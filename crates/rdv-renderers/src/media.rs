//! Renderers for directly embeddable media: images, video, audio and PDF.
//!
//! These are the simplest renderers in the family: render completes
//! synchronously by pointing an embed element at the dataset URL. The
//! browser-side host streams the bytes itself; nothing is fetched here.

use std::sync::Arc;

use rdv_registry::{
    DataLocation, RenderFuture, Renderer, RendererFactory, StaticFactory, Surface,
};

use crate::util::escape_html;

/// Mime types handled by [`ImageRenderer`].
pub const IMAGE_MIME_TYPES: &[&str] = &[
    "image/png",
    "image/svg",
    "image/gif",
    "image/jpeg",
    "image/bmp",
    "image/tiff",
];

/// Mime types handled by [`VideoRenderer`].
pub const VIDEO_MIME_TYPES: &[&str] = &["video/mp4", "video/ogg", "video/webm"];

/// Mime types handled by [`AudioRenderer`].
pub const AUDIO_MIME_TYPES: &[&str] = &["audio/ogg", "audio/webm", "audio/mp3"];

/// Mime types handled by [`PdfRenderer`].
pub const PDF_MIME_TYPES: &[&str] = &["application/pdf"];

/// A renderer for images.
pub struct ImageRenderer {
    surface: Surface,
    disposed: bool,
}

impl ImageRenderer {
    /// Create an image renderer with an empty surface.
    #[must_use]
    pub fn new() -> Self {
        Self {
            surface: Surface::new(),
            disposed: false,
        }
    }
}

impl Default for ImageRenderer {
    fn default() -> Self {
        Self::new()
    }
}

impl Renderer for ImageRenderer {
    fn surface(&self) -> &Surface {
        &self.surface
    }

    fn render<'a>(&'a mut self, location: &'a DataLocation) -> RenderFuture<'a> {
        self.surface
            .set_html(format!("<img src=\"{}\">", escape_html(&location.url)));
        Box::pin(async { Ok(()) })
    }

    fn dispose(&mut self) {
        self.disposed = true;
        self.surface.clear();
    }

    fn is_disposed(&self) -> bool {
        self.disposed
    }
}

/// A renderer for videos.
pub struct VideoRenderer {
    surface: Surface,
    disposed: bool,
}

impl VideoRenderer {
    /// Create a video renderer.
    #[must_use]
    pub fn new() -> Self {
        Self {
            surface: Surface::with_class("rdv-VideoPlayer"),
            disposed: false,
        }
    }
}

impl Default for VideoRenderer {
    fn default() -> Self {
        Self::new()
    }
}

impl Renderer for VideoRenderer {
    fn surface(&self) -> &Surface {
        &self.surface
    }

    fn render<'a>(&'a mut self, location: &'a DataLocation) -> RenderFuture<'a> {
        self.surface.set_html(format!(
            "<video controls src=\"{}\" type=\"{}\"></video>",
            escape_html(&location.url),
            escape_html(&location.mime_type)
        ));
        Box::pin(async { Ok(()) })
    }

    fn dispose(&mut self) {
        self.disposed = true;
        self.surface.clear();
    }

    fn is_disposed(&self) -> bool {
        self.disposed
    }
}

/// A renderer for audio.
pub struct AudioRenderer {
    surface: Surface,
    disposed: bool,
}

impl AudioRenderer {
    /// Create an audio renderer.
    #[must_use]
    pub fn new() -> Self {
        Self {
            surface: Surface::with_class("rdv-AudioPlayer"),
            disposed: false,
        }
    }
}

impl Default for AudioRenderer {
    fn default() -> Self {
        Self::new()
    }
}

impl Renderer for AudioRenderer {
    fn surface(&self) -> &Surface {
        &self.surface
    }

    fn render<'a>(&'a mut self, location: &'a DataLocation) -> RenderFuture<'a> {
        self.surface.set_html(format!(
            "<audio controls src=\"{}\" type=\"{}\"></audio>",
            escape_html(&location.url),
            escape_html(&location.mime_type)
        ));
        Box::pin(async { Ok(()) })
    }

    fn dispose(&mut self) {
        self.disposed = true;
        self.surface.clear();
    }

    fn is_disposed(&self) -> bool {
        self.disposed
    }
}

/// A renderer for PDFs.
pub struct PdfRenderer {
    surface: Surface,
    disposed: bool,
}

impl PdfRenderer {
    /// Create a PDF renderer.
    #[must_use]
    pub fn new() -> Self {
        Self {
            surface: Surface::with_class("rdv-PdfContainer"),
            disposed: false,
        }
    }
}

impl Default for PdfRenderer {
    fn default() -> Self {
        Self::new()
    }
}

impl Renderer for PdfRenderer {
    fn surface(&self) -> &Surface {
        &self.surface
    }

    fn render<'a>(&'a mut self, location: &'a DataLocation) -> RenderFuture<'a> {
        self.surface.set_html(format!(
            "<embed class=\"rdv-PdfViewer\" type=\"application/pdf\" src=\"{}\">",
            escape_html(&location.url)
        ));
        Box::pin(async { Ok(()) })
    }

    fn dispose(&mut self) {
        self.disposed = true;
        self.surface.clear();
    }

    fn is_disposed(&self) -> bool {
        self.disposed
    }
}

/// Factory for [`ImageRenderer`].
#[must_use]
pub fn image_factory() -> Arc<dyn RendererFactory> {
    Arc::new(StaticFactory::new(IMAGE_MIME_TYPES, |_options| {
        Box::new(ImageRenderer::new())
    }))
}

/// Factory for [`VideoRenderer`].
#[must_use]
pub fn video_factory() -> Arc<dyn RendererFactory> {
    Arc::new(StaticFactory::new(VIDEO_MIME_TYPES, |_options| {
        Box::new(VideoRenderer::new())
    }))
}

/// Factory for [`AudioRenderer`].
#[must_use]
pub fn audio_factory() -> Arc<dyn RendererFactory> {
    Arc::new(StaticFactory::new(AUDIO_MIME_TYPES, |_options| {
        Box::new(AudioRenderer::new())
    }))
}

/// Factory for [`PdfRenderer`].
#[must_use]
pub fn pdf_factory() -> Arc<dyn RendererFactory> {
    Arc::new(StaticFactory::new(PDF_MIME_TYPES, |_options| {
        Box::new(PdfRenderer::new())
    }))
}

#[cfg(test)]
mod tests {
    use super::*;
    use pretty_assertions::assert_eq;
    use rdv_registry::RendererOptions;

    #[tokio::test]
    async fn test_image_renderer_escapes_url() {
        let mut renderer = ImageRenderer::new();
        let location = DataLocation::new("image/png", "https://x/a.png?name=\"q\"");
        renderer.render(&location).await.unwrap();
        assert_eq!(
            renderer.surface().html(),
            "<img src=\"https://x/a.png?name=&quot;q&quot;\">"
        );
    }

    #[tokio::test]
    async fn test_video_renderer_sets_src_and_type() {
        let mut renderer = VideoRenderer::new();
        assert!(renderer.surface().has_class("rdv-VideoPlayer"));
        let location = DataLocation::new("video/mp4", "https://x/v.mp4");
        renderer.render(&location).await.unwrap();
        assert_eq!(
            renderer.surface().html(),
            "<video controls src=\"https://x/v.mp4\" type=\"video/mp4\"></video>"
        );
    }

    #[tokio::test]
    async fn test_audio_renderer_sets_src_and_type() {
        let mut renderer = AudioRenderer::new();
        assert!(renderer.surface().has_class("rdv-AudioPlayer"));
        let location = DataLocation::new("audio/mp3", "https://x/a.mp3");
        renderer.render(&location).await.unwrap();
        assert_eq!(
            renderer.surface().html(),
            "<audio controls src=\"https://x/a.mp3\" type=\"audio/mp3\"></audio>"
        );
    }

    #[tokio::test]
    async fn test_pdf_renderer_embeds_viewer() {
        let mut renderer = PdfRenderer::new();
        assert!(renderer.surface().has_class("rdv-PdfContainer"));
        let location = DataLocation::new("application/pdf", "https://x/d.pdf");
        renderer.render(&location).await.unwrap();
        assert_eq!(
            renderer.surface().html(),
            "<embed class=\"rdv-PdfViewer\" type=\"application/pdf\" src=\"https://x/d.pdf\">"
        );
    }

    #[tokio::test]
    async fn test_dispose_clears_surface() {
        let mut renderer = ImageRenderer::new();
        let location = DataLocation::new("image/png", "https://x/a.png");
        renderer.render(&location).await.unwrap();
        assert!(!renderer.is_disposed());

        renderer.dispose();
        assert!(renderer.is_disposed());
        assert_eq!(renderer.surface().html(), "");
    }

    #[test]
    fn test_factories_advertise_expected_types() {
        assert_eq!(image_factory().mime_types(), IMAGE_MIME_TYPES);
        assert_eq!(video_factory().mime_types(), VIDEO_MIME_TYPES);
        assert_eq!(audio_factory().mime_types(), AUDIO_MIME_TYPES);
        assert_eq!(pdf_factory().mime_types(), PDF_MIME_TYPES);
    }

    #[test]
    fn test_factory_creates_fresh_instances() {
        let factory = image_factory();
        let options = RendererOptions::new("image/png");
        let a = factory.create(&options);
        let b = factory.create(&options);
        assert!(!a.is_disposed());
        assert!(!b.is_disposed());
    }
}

++++++++++++++++++++

> _What you should do_: The required output is the exact run of lines from the beginning of the listing above to the line that contains "pub struct VideoRenderer", inclusive of both.

> _Solution for this exercise_:
filename crates/rdv-renderers/src/media.rs
//! Renderers for directly embeddable media: images, video, audio and PDF.
//!
//! These are the simplest renderers in the family: render completes
//! synchronously by pointing an embed element at the dataset URL. The
//! browser-side host streams the bytes itself; nothing is fetched here.

use std::sync::Arc;

use rdv_registry::{
    DataLocation, RenderFuture, Renderer, RendererFactory, StaticFactory, Surface,
};

use crate::util::escape_html;

/// Mime types handled by [`ImageRenderer`].
pub const IMAGE_MIME_TYPES: &[&str] = &[
    "image/png",
    "image/svg",
    "image/gif",
    "image/jpeg",
    "image/bmp",
    "image/tiff",
];

/// Mime types handled by [`VideoRenderer`].
pub const VIDEO_MIME_TYPES: &[&str] = &["video/mp4", "video/ogg", "video/webm"];

/// Mime types handled by [`AudioRenderer`].
pub const AUDIO_MIME_TYPES: &[&str] = &["audio/ogg", "audio/webm", "audio/mp3"];

/// Mime types handled by [`PdfRenderer`].
pub const PDF_MIME_TYPES: &[&str] = &["application/pdf"];

/// A renderer for images.
pub struct ImageRenderer {
    surface: Surface,
    disposed: bool,
}

impl ImageRenderer {
    /// Create an image renderer with an empty surface.
    #[must_use]
    pub fn new() -> Self {
        Self {
            surface: Surface::new(),
            disposed: false,
        }
    }
}

impl Default for ImageRenderer {
    fn default() -> Self {
        Self::new()
    }
}

impl Renderer for ImageRenderer {
    fn surface(&self) -> &Surface {
        &self.surface
    }

    fn render<'a>(&'a mut self, location: &'a DataLocation) -> RenderFuture<'a> {
        self.surface
            .set_html(format!("<img src=\"{}\">", escape_html(&location.url)));
        Box::pin(async { Ok(()) })
    }

    fn dispose(&mut self) {
        self.disposed = true;
        self.surface.clear();
    }

    fn is_disposed(&self) -> bool {
        self.disposed
    }
}

/// A renderer for videos.
pub struct VideoRenderer {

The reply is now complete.